The kitchen’s strength is familiar fine-dining structure with clear island accents. The menu centers on seafood and steakhouse-leaning New American cooking, but it’s the local touches that give it personality: Kauaʻi coffee braised beef, Koloa rum glaze, lilikoi, macadamia nut sauces, and a few other ingredients that signal where you are without turning the meal into a gimmick. That balance is the restaurant’s calling card. It offers enough polish for a celebratory dinner while still feeling grounded in Kauaʻi.

The broad shape of the menu is useful for mixed groups. There are small plates, salads, entrées, desserts, and bar-menu items, plus a prix fixe option and some vegetarian and gluten-free-friendly choices. Standout dishes include the bone-in pork chop with pineapple-Koloa rum glaze, grilled or blackened fresh catch, seafood risotto, bacon-wrapped scallops, and the Kauaʻi coffee braised beef. Dessert is not an afterthought here either; lilikoi crème brûlée, haupia pudding, and chocolate decadence all fit the restaurant’s more indulgent tone.

The bar matters as much as the kitchen. Happy hour brings a more approachable entry point with drinks and lighter bites, including Mai Tais, local beers, spiked lemonade, and select wines by the glass.

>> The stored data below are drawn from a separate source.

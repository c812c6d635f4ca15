//! Jackson-compatible pretty printing.

use std::io;

use serde_json::ser::Formatter;

/// A `serde_json` formatter reproducing the layout of Jackson's default
/// pretty printer.
///
/// Objects put each entry on its own line, separated from its value by
/// `" : "`. Arrays stay on the line of their parent with single spaces
/// around values, so only objects increase the indentation depth:
///
/// ```text
/// {
///   "tags" : [ "a", "b" ],
///   "items" : [ {
///     "id" : 1
///   } ],
///   "empty" : { }
/// }
/// ```
#[derive(Debug, Clone)]
pub struct JacksonFormatter<'a> {
    depth: usize,
    has_value: bool,
    indent: &'a [u8],
}

impl<'a> JacksonFormatter<'a> {
    /// Creates a formatter using the given indentation unit.
    #[must_use]
    pub const fn with_indent(indent: &'a [u8]) -> Self {
        Self {
            depth: 0,
            has_value: false,
            indent,
        }
    }

    fn newline<W: ?Sized + io::Write>(&self, writer: &mut W) -> io::Result<()> {
        writer.write_all(b"\n")?;
        for _ in 0..self.depth {
            writer.write_all(self.indent)?;
        }
        Ok(())
    }
}

impl Default for JacksonFormatter<'_> {
    fn default() -> Self {
        Self::with_indent(b"  ")
    }
}

impl Formatter for JacksonFormatter<'_> {
    #[inline]
    fn begin_array<W: ?Sized + io::Write>(&mut self, writer: &mut W) -> io::Result<()> {
        self.has_value = false;
        writer.write_all(b"[")
    }

    #[inline]
    fn end_array<W: ?Sized + io::Write>(&mut self, writer: &mut W) -> io::Result<()> {
        writer.write_all(b" ]")
    }

    #[inline]
    fn begin_array_value<W: ?Sized + io::Write>(
        &mut self,
        writer: &mut W,
        first: bool,
    ) -> io::Result<()> {
        let separator: &[u8] = if first { b" " } else { b", " };
        writer.write_all(separator)
    }

    #[inline]
    fn end_array_value<W: ?Sized + io::Write>(&mut self, _writer: &mut W) -> io::Result<()> {
        self.has_value = true;
        Ok(())
    }

    #[inline]
    fn begin_object<W: ?Sized + io::Write>(&mut self, writer: &mut W) -> io::Result<()> {
        self.depth += 1;
        self.has_value = false;
        writer.write_all(b"{")
    }

    #[inline]
    fn end_object<W: ?Sized + io::Write>(&mut self, writer: &mut W) -> io::Result<()> {
        self.depth -= 1;
        if self.has_value {
            self.newline(writer)?;
        } else {
            writer.write_all(b" ")?;
        }
        writer.write_all(b"}")
    }

    #[inline]
    fn begin_object_key<W: ?Sized + io::Write>(
        &mut self,
        writer: &mut W,
        first: bool,
    ) -> io::Result<()> {
        if !first {
            writer.write_all(b",")?;
        }
        self.newline(writer)
    }

    #[inline]
    fn begin_object_value<W: ?Sized + io::Write>(&mut self, writer: &mut W) -> io::Result<()> {
        writer.write_all(b" : ")
    }

    #[inline]
    fn end_object_value<W: ?Sized + io::Write>(&mut self, _writer: &mut W) -> io::Result<()> {
        self.has_value = true;
        Ok(())
    }
}

#[cfg(test)]
#[allow(clippy::unwrap_used)]
mod tests {
    use super::*;
    use pretty_assertions::assert_eq;
    use serde::Serialize;
    use serde_json::{Serializer, json};

    fn render(value: &serde_json::Value, indent: &[u8]) -> String {
        let mut buffer = Vec::new();
        let mut serializer = Serializer::with_formatter(&mut buffer, JacksonFormatter::with_indent(indent));
        value.serialize(&mut serializer).unwrap();
        String::from_utf8(buffer).unwrap()
    }

    #[test]
    fn test_scalars() {
        assert_eq!(render(&json!(1), b"  "), "1");
        assert_eq!(render(&json!("a"), b"  "), "\"a\"");
        assert_eq!(render(&json!(null), b"  "), "null");
    }

    #[test]
    fn test_empty_containers() {
        assert_eq!(render(&json!({}), b"  "), "{ }");
        assert_eq!(render(&json!([]), b"  "), "[ ]");
        assert_eq!(
            render(&json!({"a": {}, "b": []}), b"  "),
            "{\n  \"a\" : { },\n  \"b\" : [ ]\n}"
        );
    }

    #[test]
    fn test_arrays_are_inline() {
        assert_eq!(render(&json!([1, 2, 3]), b"  "), "[ 1, 2, 3 ]");
        assert_eq!(render(&json!([[1], [2, 3]]), b"  "), "[ [ 1 ], [ 2, 3 ] ]");
    }

    #[test]
    fn test_objects_in_arrays() {
        let value = json!({"items": [{"id": 1}, {"id": 2}]});
        let expected = "{\n  \"items\" : [ {\n    \"id\" : 1\n  }, {\n    \"id\" : 2\n  } ]\n}";
        assert_eq!(render(&value, b"  "), expected);
    }

    #[test]
    fn test_nested_objects_with_wide_indent() {
        let value = json!({"a": {"b": {"c": true}}});
        let expected =
            "{\n    \"a\" : {\n        \"b\" : {\n            \"c\" : true\n        }\n    }\n}";
        assert_eq!(render(&value, b"    "), expected);
    }

    #[test]
    fn test_empty_object_after_populated_sibling() {
        let value = json!({"a": {"x": 1}, "b": {}});
        let expected = "{\n  \"a\" : {\n    \"x\" : 1\n  },\n  \"b\" : { }\n}";
        assert_eq!(render(&value, b"  "), expected);
    }
}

For travelers who want to sample the restaurant without committing to a full dinner bill, that window is worth knowing about.

The feel of the place

This is not a beachfront dining room or a casual beach-shack stop. The setting is upstairs in a shopping center, which makes the location practical rather than scenic, but the restaurant uses that setting well. The room is described in ways that suggest a polished, relaxed atmosphere: warm lighting, a quieter dinner pace, and an upscale but unpretentious style that suits couples, families celebrating something, and small groups looking for a nicer night out.

That identity gives the restaurant a clear niche. It feels more like a planned dinner than an impulse stop, and it is especially well suited to visitors who want a South Shore restaurant with a little more structure and service than the average vacation eatery. The location in The Shops at Kukuiʻula also makes access straightforward, with the kind of parking and convenience that can be a real advantage in Poʻipū.

There is also some story behind the place. Table at Poʻipū carries forward a chef-driven legacy, and older context points to Chef John-Paul Gordon as part of its identity. That history helps explain why the restaurant reads as more deliberate than generic resort dining. It has the feel of a concept shaped by a chef’s hand rather than a broad tourist formula.

Tradeoffs and traveler fit

The main tradeoff is value. This is a moderate-to-upscale dinner, not a budget stop, and the pricing reflects that. Travelers should expect a more expensive meal than a casual lunch or plate-lunch option, with entrées running in fine-dining territory. Portions and overall value are the most common hesitation points, even if the food and setting usually justify the experience for diners looking for a nicer night out.

The other limitation is that the room is about food and atmosphere more than view. Anyone hoping for oceanfront drama should look elsewhere. The menu is also thoughtful rather than expansive, so diners who want a huge range of choices may find it tighter than they’d like.

Even with those caveats, Table at Poʻipū is a strong fit for couples, food-minded travelers, and anyone planning a South Shore dinner that feels a little special. It is especially easy to recommend for a date night, a relaxed celebration, or a vacation evening when the goal is to settle in for cocktails and a composed meal rather than rush through something quick.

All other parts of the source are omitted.